==== SUPPLIED RECORDS ====
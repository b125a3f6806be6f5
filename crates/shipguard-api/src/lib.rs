#![forbid(unsafe_code)]

pub mod dto;
pub mod errors;
pub mod params;

pub const CRATE_NAME: &str = "shipguard-api";

pub use dto::{
    CartItemDto, CartSnapshotDto, DesiredState, PreviewResponseDto, RecalculateRequestDto,
    RecalculateResponseDto, SetInsuranceRequestDto, SetInsuranceResponseDto,
};
pub use errors::{ApiError, ApiErrorCode};
// SPDX-License-Identifier: Apache-2.0

use proptest::prelude::*;
use proptest::test_runner::Config;
use rust_decimal::Decimal;
use shipguard_core::{round_money, PricingRule};

proptest! {
    #![proptest_config(Config::with_cases(256))]

    #[test]
    fn amount_matches_selected_tier_formula(cents in 0i64..5_000_000) {
        let rule = PricingRule::default();
        let subtotal = Decimal::new(cents, 2);
        let amount = rule.insurance_amount(subtotal).expect("non-negative subtotal");
        let rate = if subtotal > rule.threshold_amount {
            rule.rate_above_threshold
        } else {
            rule.rate_at_or_below_threshold
        };
        prop_assert_eq!(amount, round_money(subtotal * rate / Decimal::from(100)));
    }

    #[test]
    fn amount_always_has_at_most_two_decimal_places(cents in 0i64..5_000_000) {
        let rule = PricingRule::default();
        let amount = rule
            .insurance_amount(Decimal::new(cents, 2))
            .expect("non-negative subtotal");
        prop_assert!(amount.scale() <= 2);
        prop_assert!(!amount.is_sign_negative());
    }
}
====
• WORK ITEM:
Could you repeat every record above exactly as it appears?

• RESULT FOR THIS TASK:
repository b125a3f6806be6f5
filename crates/shipguard-api/src/lib.rs
#![forbid(unsafe_code)]

pub mod dto;
pub mod errors;
pub mod params;

pub const CRATE_NAME: &str = "shipguard-api";

pub use dto::{
    CartItemDto, CartSnapshotDto, DesiredState, PreviewResponseDto, RecalculateRequestDto,
    RecalculateResponseDto, SetInsuranceRequestDto, SetInsuranceResponseDto,
};
pub use errors::{ApiError, ApiErrorCode};
// SPDX-License-Identifier: Apache-2.0

use proptest::prelude::*;
use proptest::test_runner::Config;
use rust_decimal::Decimal;
use shipguard_core::{round_money, PricingRule};

proptest! {
    #![proptest_config(Config::with_cases(256))]

    #[test]
    fn amount_matches_selected_tier_formula(cents in 0i64..5_000_000) {
        let rule = PricingRule::default();
        let subtotal = Decimal::new(cents, 2);
        let amount = rule.insurance_amount(subtotal).expect("non-negative subtotal");
        let rate = if subtotal > rule.threshold_amount {
            rule.rate_above_threshold
        } else {
            rule.rate_at_or_below_threshold
        };
        prop_assert_eq!(amount, round_money(subtotal * rate / Decimal::from(100)));
    }

    #[test]
    fn amount_always_has_at_most_two_decimal_places(cents in 0i64..5_000_000) {
        let rule = PricingRule::default();
        let amount = rule
            .insurance_amount(Decimal::new(cents, 2))
            .expect("non-negative subtotal");
        prop_assert!(amount.scale() <= 2);
        prop_assert!(!amount.is_sign_negative());
    }
}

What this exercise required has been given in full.